Candiani, hablando en representación de Bonaventura, adujo que esta circunstancia era perfectamente explicable. Su cliente había retirado el dinero para pagar un préstamo personal que le había hecho Paolo Mitri, su cuñado, préstamo que había devuelto en efectivo al día siguiente de retirar el dinero, es decir, el día en que Mitri fue asesinado. Los fragmentos de la piel de Palmieri hallados en las uñas de Mitri eran prueba de lo ocurrido: Palmieri había robado a Mitri y preparado la nota por adelantado, a fin de alejar sospechas. Él había matado a Mitri, accidental o intencionadamente, para robarle.

En cuanto a las llamadas telefónicas, Candiani no tuvo dificultad para invalidarlas. Le bastó señalar que la fábrica Interfar tenía centralita, por lo que las llamadas hechas desde cualquier extensión quedaban registradas como procedentes de la centralita. Por ello, las llamadas al móvil de Palmieri había podido hacerlas cualquiera, desde cualquier lugar de la fábrica, lo mismo que Palmieri podía haber llamado a la fábrica, simplemente, para avisar del retraso de un envío.

Cuando se mencionó a Bonaventura la llamada hecha a su número desde el apartamento de Mitri la noche del asesinato, él recordó que Mitri había llamado para invitarlos a él y a su esposa a cenar la semana siguiente. Y, al hacerle observar que la llamada había durado sólo quince segundos, Bonaventura recordó que Mitri había colgado enseguida diciendo que estaban llamando a la puerta. Y manifestó consternación al darse cuenta de que el que llamaba debía de ser el asesino.

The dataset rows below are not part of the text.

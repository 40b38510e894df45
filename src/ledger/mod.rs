//! Per-(file, user) contribution accounting with exponential time decay.
//!
//! Every recorded change or review adds 1 to a raw counter and
//! `exp(-days / 90)` to its weighted counterpart, where `days` is the
//! distance from the event date to the anchor date. Events after the
//! anchor are rejected.

pub mod paths;

use std::collections::BTreeMap;

use chrono::NaiveDate;
use serde::Serialize;

use crate::error::{BusFactorError, Result};
use crate::identity::UserId;
use crate::util::days_between;

pub use paths::{FileId, PathResolver};

pub const DECAY_CHARACTERISTIC_TIME: f64 = 90.0;

/// Decay weight of an event on `date` relative to `anchor`.
pub fn decay_weight(date: NaiveDate, anchor: NaiveDate) -> Result<f64> {
    if date > anchor {
        return Err(BusFactorError::InvalidDecayInput { date, anchor });
    }
    let passed_days = days_between(date, anchor) as f64;
    Ok((-passed_days / DECAY_CHARACTERISTIC_TIME).exp())
}

/// Contributions of one user to one file.
#[derive(Debug, Clone, Default, PartialEq, Serialize)]
pub struct Contribution {
    pub commits: u32,
    pub weighted_commits: f64,
    pub reviews: u32,
    pub weighted_reviews: f64,
    pub authorship: f64,
    pub normalized_authorship: f64,
}

pub type OwnershipPerUser = BTreeMap<UserId, Contribution>;

#[derive(Debug, Clone, Default)]
pub struct Ledger {
    files: BTreeMap<FileId, OwnershipPerUser>,
    weighted_owner: BTreeMap<FileId, (UserId, f64)>,
}

impl Ledger {
    pub fn new() -> Self {
        Self::default()
    }

    /// Record one change of `file` by `user`. Returns the decay weight.
    pub fn record_change(
        &mut self,
        file: FileId,
        user: UserId,
        date: NaiveDate,
        anchor: NaiveDate,
    ) -> Result<f64> {
        let weight = decay_weight(date, anchor)?;
        let contribution = self
            .files
            .entry(file)
            .or_default()
            .entry(user)
            .or_default();
        contribution.commits += 1;
        contribution.weighted_commits += weight;

        match self.weighted_owner.get(&file) {
            Some(&(_, owner_weight)) if owner_weight >= weight => {}
            _ => {
                self.weighted_owner.insert(file, (user, weight));
            }
        }
        Ok(weight)
    }

    /// Record one review of `file` by `user`. Returns the decay weight.
    pub fn record_review(
        &mut self,
        file: FileId,
        user: UserId,
        date: NaiveDate,
        anchor: NaiveDate,
    ) -> Result<f64> {
        let weight = decay_weight(date, anchor)?;
        let contribution = self
            .files
            .entry(file)
            .or_default()
            .entry(user)
            .or_default();
        contribution.reviews += 1;
        contribution.weighted_reviews += weight;
        Ok(weight)
    }

    /// Fold the contributions of a renamed file into its new id.
    ///
    /// Users missing on the target are transplanted whole; for users present
    /// on both, only commit counters are added. The source's weighted owner
    /// replaces the target's without comparing weights.
    pub fn merge_rename(&mut self, old: FileId, new: FileId) {
        if old == new {
            return;
        }
        if let Some(old_ownership) = self.files.remove(&old) {
            match self.files.get_mut(&new) {
                None => {
                    self.files.insert(new, old_ownership);
                }
                Some(target) => {
                    for (user, contribution) in old_ownership {
                        match target.get_mut(&user) {
                            None => {
                                target.insert(user, contribution);
                            }
                            Some(existing) => {
                                existing.commits += contribution.commits;
                                existing.weighted_commits += contribution.weighted_commits;
                            }
                        }
                    }
                }
            }
        }

        if let Some(owner) = self.weighted_owner.remove(&old) {
            self.weighted_owner.insert(new, owner);
        }
    }

    pub fn contributions(&self, file: FileId) -> Option<&OwnershipPerUser> {
        self.files.get(&file)
    }

    pub fn contribution(&self, file: FileId, user: UserId) -> Option<&Contribution> {
        self.files.get(&file)?.get(&user)
    }

    pub fn has_activity(&self, file: FileId) -> bool {
        self.files.get(&file).is_some_and(|o| !o.is_empty())
    }

    pub fn weighted_owner(&self, file: FileId) -> Option<(UserId, f64)> {
        self.weighted_owner.get(&file).copied()
    }

    pub fn files(&self) -> impl Iterator<Item = (&FileId, &OwnershipPerUser)> {
        self.files.iter()
    }

    /// Mutable access to every file's contributions together with its owner.
    pub fn files_with_owner_mut(
        &mut self,
    ) -> impl Iterator<Item = (FileId, Option<(UserId, f64)>, &mut OwnershipPerUser)> {
        let owners = &self.weighted_owner;
        self.files
            .iter_mut()
            .map(move |(&file, ownership)| (file, owners.get(&file).copied(), ownership))
    }

    pub fn file_count(&self) -> usize {
        self.files.len()
    }

    pub fn clear(&mut self) {
        self.files.clear();
        self.weighted_owner.clear();
    }
}

#[cfg(test)]
#[path = "mod_test.rs"]
mod tests;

Cada uno de los detenidos había tenido tiempo para hilvanar una justificación de su huida de la fábrica Interfar. Sandi dijo que había interpretado el repentino aviso de Bonaventura de que la policía estaba allí como una orden para huir y que Bonaventura había sido el primero en correr hacia el camión. Bonaventura, por su parte, insistía en que Sandi le apuntaba a él con la pistola para obligarle a subir a la cabina. El tercer hombre decía no haber visto nada.

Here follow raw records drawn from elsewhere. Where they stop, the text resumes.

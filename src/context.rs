//! Computation context and the `BusFactor` entry point.
//!
//! All mutable state of one computation (identities, paths, ledger, anchor)
//! lives in a `ComputationContext` owned by the caller. `BusFactor` wraps a
//! context with the ingest → score → aggregate workflow.

use std::collections::{BTreeMap, BTreeSet};

use chrono::NaiveDate;

use crate::authorship::{Formula, UserStats, compute_authorship, files_user_stats};
use crate::commits::{CommitInfo, CompactCommit, process_commit, replay};
use crate::config::ConfigSnapshot;
use crate::error::{BusFactorError, Result};
use crate::identity::{BotFilter, IdentityResolver, UserId, UserInfo};
use crate::ledger::{FileId, Ledger, PathResolver};
use crate::selector::{Selection, select};
use crate::tree::{FileEntry, Tree, UserVis};
use crate::util::to_local_date;

#[derive(Debug, Clone, Default)]
pub struct ComputationContext {
    pub config: ConfigSnapshot,
    pub identities: IdentityResolver,
    pub paths: PathResolver,
    pub ledger: Ledger,
    pub bots: BotFilter,
    anchor: Option<NaiveDate>,
    anchor_hash: Option<String>,
    started: bool,
}

impl ComputationContext {
    /// Context with `aliases` bound before any commit is seen.
    pub fn new(config: ConfigSnapshot, bots: BotFilter, aliases: &[Vec<UserInfo>]) -> Self {
        if !aliases.is_empty() {
            log::info!("binding {} alias groups", aliases.len());
        }
        Self {
            config,
            identities: IdentityResolver::with_aliases(aliases),
            bots,
            ..Self::default()
        }
    }

    pub fn anchor(&self) -> Option<NaiveDate> {
        self.anchor
    }

    pub fn anchor_hash(&self) -> Option<&str> {
        self.anchor_hash.as_deref()
    }

    /// Fix the decay reference date. Only allowed before ingestion starts.
    pub fn set_anchor(&mut self, timestamp_ms: i64, hash: Option<String>) -> Result<()> {
        if self.started {
            return Err(BusFactorError::AnchorLocked);
        }
        let date = to_local_date(timestamp_ms)?;
        log::info!(
            "anchor set to {date} ({})",
            hash.as_deref().unwrap_or("no hash")
        );
        self.anchor = Some(date);
        self.anchor_hash = hash;
        Ok(())
    }

    pub(crate) fn mark_started(&mut self) {
        self.started = true;
    }

    pub fn has_started(&self) -> bool {
        self.started
    }

    pub fn formula(&self) -> Formula {
        Formula::from_weighted(self.config.weighted_authorship)
    }

    pub fn select(&self, paths: &[String]) -> Selection {
        select(
            &self.ledger,
            &self.paths,
            &self.config.ignore_extensions,
            self.formula(),
            paths,
        )
    }

    /// Selection for `paths` together with user stats. The stats cover
    /// every known file of `paths`, ignored extensions included.
    pub fn evaluate(&self, paths: &[String]) -> (Selection, BTreeMap<UserId, UserStats>) {
        let selection = self.select(paths);
        let known: Vec<FileId> = paths
            .iter()
            .filter_map(|path| self.paths.lookup(path))
            .collect::<BTreeSet<_>>()
            .into_iter()
            .collect();
        let stats = files_user_stats(&self.ledger, &known);
        (selection, stats)
    }
}

#[derive(Debug, Clone, Default)]
pub struct BusFactor {
    ctx: ComputationContext,
}

impl BusFactor {
    pub fn new(config: ConfigSnapshot) -> Self {
        Self::with_context(ComputationContext::new(config, BotFilter::default(), &[]))
    }

    pub fn with_context(ctx: ComputationContext) -> Self {
        Self { ctx }
    }

    pub fn context(&self) -> &ComputationContext {
        &self.ctx
    }

    pub fn into_context(self) -> ComputationContext {
        self.ctx
    }

    /// Use `commit`'s committer date as the decay anchor.
    pub fn set_anchor(&mut self, commit: &CommitInfo) -> Result<()> {
        self.ctx
            .set_anchor(commit.committer_timestamp, commit.hash.clone())
    }

    /// Process one commit. The anchor must already be set.
    pub fn consume_commit(&mut self, commit: &CommitInfo) -> Result<Option<CompactCommit>> {
        process_commit(&mut self.ctx, commit)
    }

    /// Process a newest-first commit stream. When no anchor is set yet the
    /// first commit becomes the anchor. Returns the summaries of the
    /// commits that were applied.
    pub fn proceed_commits<'a>(
        &mut self,
        commits: impl IntoIterator<Item = &'a CommitInfo>,
    ) -> Result<Vec<CompactCommit>> {
        let mut summaries = Vec::new();
        for commit in commits {
            if self.ctx.anchor().is_none() {
                self.set_anchor(commit)?;
            }
            if let Some(summary) = self.consume_commit(commit)? {
                summaries.push(summary);
            }
        }
        Ok(summaries)
    }

    pub fn replay(&mut self, summary: &CompactCommit) -> Result<()> {
        replay(&mut self.ctx, summary)
    }

    pub fn replay_all<'a>(
        &mut self,
        summaries: impl IntoIterator<Item = &'a CompactCommit>,
    ) -> Result<()> {
        let mut count = 0usize;
        for summary in summaries {
            self.replay(summary)?;
            count += 1;
        }
        log::debug!("replayed {count} compact summaries");
        Ok(())
    }

    /// Drop every recorded contribution. Identities, paths and the anchor
    /// are kept so summaries can be replayed.
    pub fn clear_results(&mut self) {
        self.ctx.ledger.clear();
    }

    /// Score the ledger and aggregate the tree of `files`.
    pub fn calculate(&mut self, name: &str, files: &[FileEntry]) -> Tree {
        let formula = self.ctx.formula();
        compute_authorship(&mut self.ctx.ledger, formula);

        let mut tree = Tree::build(name, files);
        let ctx = &self.ctx;
        tree.aggregate(|paths| {
            let (selection, stats) = ctx.evaluate(paths);
            let users = UserVis::convert(&selection.ranked, &stats, |id| ctx.identities.get(id));
            (selection.status, users)
        });
        tree
    }
}

#[cfg(test)]
#[path = "context_test.rs"]
mod tests;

En la cuestión de los envíos de medicamentos, Candiani no fue tan eficaz para alejar las sospechas de la justicia. Sandi repitió y amplió su testimonio y dio los nombres y direcciones del equipo del turno de noche encargado de envasar y embalar los medicamentos falsos. Como se les pagaba en efectivo, no había constancia de sus salarios, pero Sandi facilitó hojas de horarios con sus nombres y firmas. También dio a la policía una extensa lista de envíos pasados, con fechas, contenidos y destinos.